Denison unable to redeem its shares

Toronto-based uranium producer Denison Mines (TSE) has announced that it doesn’t have enough cash to redeem any of its 7-million series B preferred shares on March 15. Bill James, appointed president of the financially troubled company last month, confirmed that Denison does not expect to be in a position to redeem any of its series B shares in March.

“We have attempted and are continuing our efforts to generate cash through the sale of assets and have recently commenced preliminary merger discussions,” he said.

Potential candidates for a merger with Denison include Saskatoon- based Cameco and Toronto-based Rio Algom (TSE) because they are currently producing uranium, Denison’s core business.
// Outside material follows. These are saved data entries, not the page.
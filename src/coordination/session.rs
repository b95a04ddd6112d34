use std::sync::Arc;

use arc_swap::ArcSwap;
use tokio::sync::mpsc;
use tokio::sync::watch;
use tokio_util::sync::CancellationToken;
use tracing::debug;
use tracing::error;
use tracing::warn;

use super::CoordinationClient;
use super::SessionConnector;
use super::SessionEvent;
use crate::CoordinationConfig;
use crate::Result;

/// Tracks connectivity to the coordination service and owns the live
/// client handle.
///
/// The handle lives behind an [`ArcSwap`]: reconnection builds a whole new
/// client and swaps it in, so in-flight operations complete against the old
/// session while new operations resolve the fresh one via [`client()`].
///
/// [`client()`]: SessionManager::client
pub struct SessionManager {
    inner: ArcSwap<SessionInner>,
    connected: watch::Sender<bool>,
    connector: Arc<dyn SessionConnector>,
    config: CoordinationConfig,
    shutdown: CancellationToken,
}

pub(crate) struct SessionInner {
    pub(crate) client: Arc<dyn CoordinationClient>,
}

impl SessionManager {
    /// Open the initial session and start the lifecycle supervisor.
    ///
    /// The gate starts closed; it opens when the connector signals
    /// [`SessionEvent::Established`].
    pub async fn connect(
        connector: Arc<dyn SessionConnector>,
        config: CoordinationConfig,
        shutdown: CancellationToken,
    ) -> Result<Arc<Self>> {
        let (lifecycle_tx, lifecycle_rx) = mpsc::unbounded_channel();
        let client = connector.connect(&config, lifecycle_tx.clone()).await?;

        let (connected, _) = watch::channel(false);
        let manager = Arc::new(Self {
            inner: ArcSwap::from_pointee(SessionInner { client }),
            connected,
            connector,
            config,
            shutdown,
        });

        tokio::spawn(Arc::clone(&manager).supervise(lifecycle_rx, lifecycle_tx));

        Ok(manager)
    }

    /// Current live client handle.
    ///
    /// Callers that crossed the gate re-resolve the handle through this
    /// method rather than caching it, since reconnection replaces the
    /// instance.
    pub fn client(&self) -> Arc<dyn CoordinationClient> {
        Arc::clone(&self.inner.load().client)
    }

    pub fn is_connected(&self) -> bool {
        *self.connected.borrow()
    }

    /// Suspend until the session is connected; returns immediately when the
    /// gate is already open.
    pub async fn await_connected(&self) {
        let mut rx = self.connected.subscribe();
        while !*rx.borrow_and_update() {
            if rx.changed().await.is_err() {
                // Sender lives inside self; closure only happens on teardown.
                return;
            }
        }
    }

    /// Consumes lifecycle signals: `Established` opens the gate, `Lost`
    /// closes it and rebuilds the session.
    async fn supervise(
        self: Arc<Self>,
        mut lifecycle_rx: mpsc::UnboundedReceiver<SessionEvent>,
        lifecycle_tx: mpsc::UnboundedSender<SessionEvent>,
    ) {
        loop {
            tokio::select! {
                _ = self.shutdown.cancelled() => {
                    debug!("session supervisor shutting down");
                    break;
                }
                event = lifecycle_rx.recv() => match event {
                    Some(SessionEvent::Established) => {
                        debug!("coordination session established");
                        // send_replace: the value must latch even when no
                        // receiver is subscribed yet, since callers usually
                        // enter the gate after establishment.
                        self.connected.send_replace(true);
                    }
                    Some(SessionEvent::Lost) => {
                        warn!("coordination session lost; rebuilding");
                        self.connected.send_replace(false);
                        self.rebuild(lifecycle_tx.clone()).await;
                    }
                    None => break,
                },
            }
        }
    }

    /// Best-effort session rebuild. Connect failures are left to the
    /// connector's own retry behavior; the gate simply stays closed.
    async fn rebuild(&self, lifecycle_tx: mpsc::UnboundedSender<SessionEvent>) {
        match self.connector.connect(&self.config, lifecycle_tx).await {
            Ok(client) => {
                self.inner.store(Arc::new(SessionInner { client }));
                debug!("new coordination session wired in");
            }
            Err(e) => {
                error!("session rebuild failed: {e}");
            }
        }
    }
}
“The directors and management of Denison are working diligently to restore the financial health of Denison,” he added.

Analysts had predicted that Denison would be unable to afford the $175-million share redemption unless it succeeded in finding a buyer for its overseas oil and gas assets which were placed on the auction block two years ago. As well, the company is still hoping to sell its 60% owned Dension-Potacan Potash division which produces potash in New Brunswick.

Denison remains in arrears on its past two quarterly dividend payments for its preferred series A and B shares. The Canadian Bond Rating Service has suspended the rating for Denison’s preferred shares and earlier this month, the company was dropped from the TSE 300 composite index when The Toronto Stock Exchange completed its annual review of trading activity.

Denison’s preferred B shares have fallen to a low of $4.95 within a 52-week range of $4.90-23, while the common A shares have dropped to a low of 58 cents.